説明を聞き終えるとマルセロは馬車に戻った。
「じゃあ行くか」
イルマの言葉で、ボクたちは目的地である監視塔に向かって走り出す。
ボクはその背中を追いかけている間、ずっと悩んでいた。
戦友のドワーフ、〈忠義の剛槍〉なんて呼ばれているモルとの会話が思い出されるのだ。
(人間は正義や悪を過大評価してやがる。んなもんはコロコロ姿を変える不確かなものだぞ)
(なぁ勇者よ、この旅とてそうだろう? 人間からすれば正義だろうが、魔族からすれば侵略者に過ぎないのだ)
(俺は忠義の士などと言われているが、んなもん知らねぇんだよ。ドワーフは強いヤツが王だ。ならば忠義を尽くす奴、なんてのはドワーフに言わせりゃあ奴隷なのさ)
はっと前を見ると、監視塔の近くにたどり着いていた。
見ている背中はイルマのものから、レンのものに変わっている。
後ろ姿はひとりで進んでいく。
(……なんか、嫌だなぁ。もやもやする)
胸騒ぎがする。まるで潮騒のように止めどなく押し寄せてくる、不安。
マルティは悪。
マルティは殺される。
マルティではレンには勝てない。
まぶたの裏では一太刀で撫で切りにされる少年が見える。
(………)
レンが兵舎に入っていく。
モルが以前に言っていた、相手からすればこちらが悪という言葉がボクの胸を締めつけた。
「……ごめん。二人は先に帰ってて」
ボクはソラを抱き締めると監視塔に向かって走った。
崩れた石造りの壁を越える。
瓦礫に足を取られて転びそうになりながら急いで兵舎に入ると、レンがマルティと相対していた。
マルティの顔が諦めたような悲しげなものに変わる。
「くっ、ここまでか……」
一方は悲しみと怒りが込められた目。
一方は呆れたような困惑している目。
そんな目はスライムを胸に抱く、銀髪の少女に向けられた。
「なぜ、入ってきた?」
「ボクは、マルティと話さないといけない気がする」
「……意味がわからん。邪魔をするのなら、痛い目にあってもらうぞ?」
レンの目線はボクを射貫き──その後ろへ。
「このバカどもめ」
背後からため息が聞こえた。
「ったく仲間なんだから頼れよな! オレ、あいつ嫌いだし」
「仲間は一心同体です。レインはあとでお説教ですね」
イルマとリーネは既に抜剣して構えている。
そのままボクをかばうように前に出て、
「レインはあの時のアレを出せ! 時間は稼ぐ。おい、マルティ。お前も手を貸せ!」
「わからない。わからないが……わかった。ご助力に感謝する」
三人が剣を構え、レンに近づく。
そして戦闘が始まった。
目にも留まらぬレンの一撃をリーネが受け流し、イルマが側面から攻撃する。
レンは余裕を持ってそれをかわし、マルティがその一瞬を見逃さずに背後から切りつけた。

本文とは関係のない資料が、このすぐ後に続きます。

impl AppError {
    pub fn new(kind: AppErrorKind) -> Self {
        Self {
            kind,
            request_id: None,
            context: None,
        }
    }

    pub fn with_request_id(mut self, request_id: impl Into<String>) -> Self {
        self.request_id = Some(request_id.into());
        self
    }

    pub fn with_context(mut self, context: impl Into<String>) -> Self {
        self.context = Some(context.into());
        self
    }

    /// Map error to HTTP status code
    pub fn status_code(&self) -> u16 {
        match &self.kind {
            AppErrorKind::Domain(err) => match err {
                DomainError::TransactionNotFound { .. } => 404,
                DomainError::DuplicateTransaction { .. } => 409,
                DomainError::InvalidTransition { .. } => 409,
                DomainError::TerminalConflict { .. } => 409,
                DomainError::PaymentDeclined { .. } => 422,
            },
            AppErrorKind::Infrastructure(_) => 500,
            AppErrorKind::External(err) => match err {
                ExternalError::PaymentProvider { .. } => 502,
                ExternalError::ProviderAuth { .. } => 502,
                ExternalError::RateLimit { .. } => 429,
                ExternalError::Timeout { .. } => 504,
            },
            AppErrorKind::Validation(err) => match err {
                ValidationError::InvalidSignature { .. } => 401,
                _ => 400,
            },
        }
    }

    /// Get error code for client handling
    pub fn error_code(&self) -> ErrorCode {
        match &self.kind {
            AppErrorKind::Domain(err) => match err {
                DomainError::TransactionNotFound { .. } => ErrorCode::TransactionNotFound,
                DomainError::DuplicateTransaction { .. } => ErrorCode::DuplicateTransaction,
                DomainError::InvalidTransition { .. } => ErrorCode::InvalidTransition,
                DomainError::TerminalConflict { .. } => ErrorCode::TerminalStateConflict,
                DomainError::PaymentDeclined { .. } => ErrorCode::PaymentDeclined,
            },
            AppErrorKind::Infrastructure(err) => match err {
                InfrastructureError::Database { .. } => ErrorCode::DatabaseError,
                InfrastructureError::Configuration { .. } => ErrorCode::ConfigurationError,
            },
            AppErrorKind::External(err) => match err {
                ExternalError::PaymentProvider { .. } => ErrorCode::PaymentProviderError,
                ExternalError::ProviderAuth { .. } => ErrorCode::ProviderAuthError,
                ExternalError::RateLimit { .. } => ErrorCode::RateLimitError,
                ExternalError::Timeout { .. } => ErrorCode::ExternalServiceTimeout,
            },
            AppErrorKind::Validation(err) => match err {
                ValidationError::InvalidSignature { .. } => ErrorCode::InvalidSignature,
                _ => ErrorCode::ValidationError,
            },
        }
    }

    /// Get user-friendly error message
    pub fn user_message(&self) -> String {
        match &self.kind {
            AppErrorKind::Domain(err) => match err {
                DomainError::TransactionNotFound { reference } => {
                    format!("Transaction '{}' not found", reference)
                }
                DomainError::DuplicateTransaction { reference } => {
                    format!("Transaction '{}' already exists", reference)
                }
                DomainError::InvalidTransition { from, to } => {
                    format!("Cannot move transaction from {} to {}", from, to)
                }
                DomainError::TerminalConflict { .. } => {
                    "Transaction outcome is in dispute and queued for manual review".to_string()
                }
                DomainError::PaymentDeclined { reason } => {
                    format!("Payment was declined: {}", reason)
                }
            },
            AppErrorKind::Infrastructure(_) => {
                "Service temporarily unavailable. Please try again later".to_string()
            }
            AppErrorKind::External(err) => match err {
                ExternalError::PaymentProvider {
                    provider,
                    is_retryable,
                    ..
                } => {
                    if *is_retryable {
                        format!(
                            "Payment provider ({}) is temporarily unavailable. Please try again",
                            provider
                        )
                    } else {
                        "Payment processing failed. Please contact support".to_string()
                    }
                }
                ExternalError::ProviderAuth { provider, .. } => {
                    format!(
                        "Payment provider ({}) is temporarily unavailable. Please try again",
                        provider
                    )
                }
                ExternalError::RateLimit {
                    service,
                    retry_after,
                } => {
                    if let Some(secs) = retry_after {
                        format!(
                            "Rate limit exceeded for {}. Please try again in {} seconds",
                            service, secs
                        )
                    } else {
                        format!("Rate limit exceeded for {}. Please try again later", service)
                    }
                }
                ExternalError::Timeout {
                    service,
                    timeout_secs,
                } => {
                    format!(
                        "{} request timed out after {} seconds. Please try again",
                        service, timeout_secs
                    )
                }
            },
            AppErrorKind::Validation(err) => match err {
                ValidationError::InvalidPhone { phone, reason } => {
                    format!("Invalid phone number '{}': {}", phone, reason)
                }
                ValidationError::InvalidCurrency { currency, reason } => {
                    format!("Invalid currency '{}': {}", currency, reason)
                }
                ValidationError::InvalidAmount { amount, reason } => {
                    format!("Invalid amount '{}': {}", amount, reason)
                }
                ValidationError::MissingField { field } => {
                    format!("Required field '{}' is missing", field)
                }
                ValidationError::UnknownProvider { provider } => {
                    format!("Unknown payment provider '{}'", provider)
                }
                ValidationError::InvalidSignature { provider } => {
                    format!("Webhook signature verification failed for '{}'", provider)
                }
                ValidationError::Other { message } => message.clone(),
            },
        }
    }

    /// Check if error is retryable
    pub fn is_retryable(&self) -> bool {
        match &self.kind {
            AppErrorKind::Domain(_) => false,
            AppErrorKind::Infrastructure(err) => match err {
                InfrastructureError::Database { is_retryable, .. } => *is_retryable,
                InfrastructureError::Configuration { .. } => false,
            },
            AppErrorKind::External(err) => match err {
                ExternalError::PaymentProvider { is_retryable, .. } => *is_retryable,
                ExternalError::ProviderAuth { .. } => true,
                ExternalError::RateLimit { .. } => true,
                ExternalError::Timeout { .. } => true,
            },
            AppErrorKind::Validation(_) => false,
        }
    }
}
pub mod error;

だが、当然のように攻撃は柄で受け止められ、逆に刃がマルティへと迫る。
躊躇のない一撃をイルマが受け止めて、リーネが攻撃。
しかし、来るのが解っているかのようにかわされる。
三対一だというのに、レンが圧倒していた。
(どうしよう……?)
イルマが言った、『あの時のアレ』というのはドラゴンのことで間違いない。
でもどうやったら出るのかがわからない。
(あの時は……刺された。つまり痛みで発動、する? 違ったら死ぬなぁ)
カードには、ドラゴンについての記載が一切なかった。
森でも試したが『召喚』と言っても出ないのだ。
召喚出来たときと今、なにが違うのだろう。
『ピィーイ!』
「えっ?」
悩んでいると、ソラが大きな声をあげて戦闘に突っ込んだ。
一瞬でレンによって真っ二つにされ、
──カランカラン
と王冠が床に転がる。
斬撃に強いはずのスライムが斬撃で殺された。それだけ、あの一撃一撃が重く、強いのだろう。
それで思い出す。
あの時、ソラはエリクに殺されていた。
ボクが召喚したのは、本当にドラゴンだったのだろうか?
召喚したドラゴンの姿はどこか、見たことがあったものではなかったか。